For unsigned integers, non-real-number behavior with fully defined values occurs for + and * only when there is wrapping. Then, with wrapping modulo M, we would have x+1 = x+kM for some integer k, so 1 = kM, which is not possible for any M used in wrapping.
For the _Bool type, exhaustive testing of the possible values eliminates them.
For floating-point numbers, non-real-number behavior with fully defined values occurs for + and * only with rounding, underflow, and overflow and with NaNs. NaNs never compare as equal by IEEE-754 rules, so they cannot satisfy this, except for the fact that the C standard does not require IEEE-754 conformance, so an implementation could choose to make the comparisons true.
x*2 will not underflow, since it increases the magnitude. x+1 can be made to underflow in a perverse floating-point format with smaller exponent range than precision, but this will not produce x+1 == x. x+1 == x can be satisfied by rounding for sufficiently large x, but then x*2 must produce a value other than x.
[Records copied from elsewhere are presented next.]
//! Pure view filtering over the appointment collection. Everything here is a
//! function of its inputs; "now" is always a parameter so the calendar logic
//! tests without a clock.

use chrono::{Datelike, Duration, NaiveDate, NaiveDateTime};

use crate::models::{Appointment, Status};

/* -------------------------
   Queries
--------------------------*/

/// Date-range lens applied to the list before display.
#[derive(Debug, Clone, PartialEq, Eq)]
pub enum ViewMode {
    Today,
    /// Sunday through Saturday of the week containing "now".
    Week,
    Month,
    /// Inclusive range. Both bounds are required; while either is missing no
    /// narrowing is applied.
    Custom {
        start: Option<NaiveDate>,
        end: Option<NaiveDate>,
    },
}

#[derive(Debug, Clone, PartialEq, Eq)]
pub enum StatusFilter {
    All,
    Only(Status),
}

impl StatusFilter {
    /// Select values from the UI: "all" or an empty string disables the filter.
    pub fn parse(value: &str) -> StatusFilter {
        match value {
            "" | "all" => StatusFilter::All,
            v => StatusFilter::Only(Status::from_internal(v)),
        }
    }
}

#[derive(Debug, Clone)]
pub struct ViewQuery {
    pub view: ViewMode,
    pub status: StatusFilter,
    pub search: String,
}

impl Default for ViewQuery {
    fn default() -> Self {
        Self {
            view: ViewMode::Today,
            status: StatusFilter::All,
            search: String::new(),
        }
    }
}

/* -------------------------
   Visible subset
--------------------------*/

/// Visible, ordered subset for the current query.
///
/// The three predicates are independent; they apply in a fixed order (search,
/// view, status) and the final sort is ascending by start time. The sort is
/// stable, so identical timestamps keep their input order.
pub fn visible<'a>(
    items: &'a [Appointment],
    query: &ViewQuery,
    now: NaiveDateTime,
) -> Vec<&'a Appointment> {
    let term = query.search.to_lowercase();

    let mut out: Vec<&Appointment> = items
        .iter()
        .filter(|a| matches_search(a, &term))
        .filter(|a| matches_view(a.scheduled_at, &query.view, now))
        .filter(|a| match &query.status {
            StatusFilter::All => true,
            StatusFilter::Only(s) => a.status == *s,
        })
        .collect();

    out.sort_by_key(|a| a.scheduled_at);
    out
}

/// Case-insensitive substring match over first name, last name, or reason.
fn matches_search(apt: &Appointment, term: &str) -> bool {
    if term.is_empty() {
        return true;
    }
    apt.patient_first_name.to_lowercase().contains(term)
        || apt.patient_last_name.to_lowercase().contains(term)
        || apt.reason.to_lowercase().contains(term)
}

fn matches_view(at: NaiveDateTime, view: &ViewMode, now: NaiveDateTime) -> bool {
    match view {
        ViewMode::Today => same_day(at, now),
        ViewMode::Week => same_week(at, now),
        ViewMode::Month => same_month(at, now),
        ViewMode::Custom {
            start: Some(start),
            end: Some(end),
        } => {
            let lo = start.and_hms_opt(0, 0, 0).unwrap();
            let hi = end.and_hms_milli_opt(23, 59, 59, 999).unwrap();
            at >= lo && at <= hi
        }
        ViewMode::Custom { .. } => true,
    }
}

/* -------------------------
   Calendar buckets
--------------------------*/

fn same_day(at: NaiveDateTime, now: NaiveDateTime) -> bool {
    at.date() == now.date()
}

/// Week bucket of "now": Sunday 00:00:00.000 through Saturday 23:59:59.999,
/// Sunday as day zero. The bounds always come from "now", never from the
/// appointment's own week.
fn week_bounds(now: NaiveDateTime) -> (NaiveDateTime, NaiveDateTime) {
    let sunday = now.date() - Duration::days(now.weekday().num_days_from_sunday() as i64);
    let start = sunday.and_hms_opt(0, 0, 0).unwrap();
    let end = (sunday + Duration::days(6))
        .and_hms_milli_opt(23, 59, 59, 999)
        .unwrap();
    (start, end)
}

fn same_week(at: NaiveDateTime, now: NaiveDateTime) -> bool {
    let (start, end) = week_bounds(now);
    at >= start && at <= end
}

fn same_month(at: NaiveDateTime, now: NaiveDateTime) -> bool {
    at.year() == now.year() && at.month() == now.month()
}

/* -------------------------
   Aggregates
--------------------------*/

/// Dashboard stat tiles. Always computed against the full collection,
/// independent of the selected view and filters.
#[derive(Debug, Clone, Copy, PartialEq, Eq)]
pub struct AgendaStats {
    pub today: usize,
    pub week: usize,
    pub month: usize,
    /// Cancelled-status appointments falling in the current month.
    pub cancelled_this_month: usize,
}

pub fn stats(items: &[Appointment], now: NaiveDateTime) -> AgendaStats {
    AgendaStats {
        today: items
            .iter()
            .filter(|a| same_day(a.scheduled_at, now))
            .count(),
        week: items
            .iter()
            .filter(|a| same_week(a.scheduled_at, now))
            .count(),
        month: items
            .iter()
            .filter(|a| same_month(a.scheduled_at, now))
            .count(),
        cancelled_this_month: items
            .iter()
            .filter(|a| a.status == Status::Cancelled && same_month(a.scheduled_at, now))
            .count(),
    }
}

/// Confirmed appointments starting within the next `minutes`, soonest first,
/// for the upcoming-appointment reminder.
pub fn upcoming_within(
    items: &[Appointment],
    now: NaiveDateTime,
    minutes: i64,
) -> Vec<&Appointment> {
    let horizon = now + Duration::minutes(minutes);
    let mut out: Vec<&Appointment> = items
        .iter()
        .filter(|a| {
            a.status == Status::Confirmed && a.scheduled_at > now && a.scheduled_at <= horizon
        })
        .collect();
    out.sort_by_key(|a| a.scheduled_at);
    out
}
That leaves overflow. If x is the greatest representable finite number (and hence the greatest representable number less than infinity), and the rounding mode is downward (toward −∞) or toward zero, then x+1 will yield x and x*2 will yield x, so the comparisons yield true. Similarly, the greatest negative representable finite number will satisfy the comparisons with rounding upward (toward +∞) or toward zero.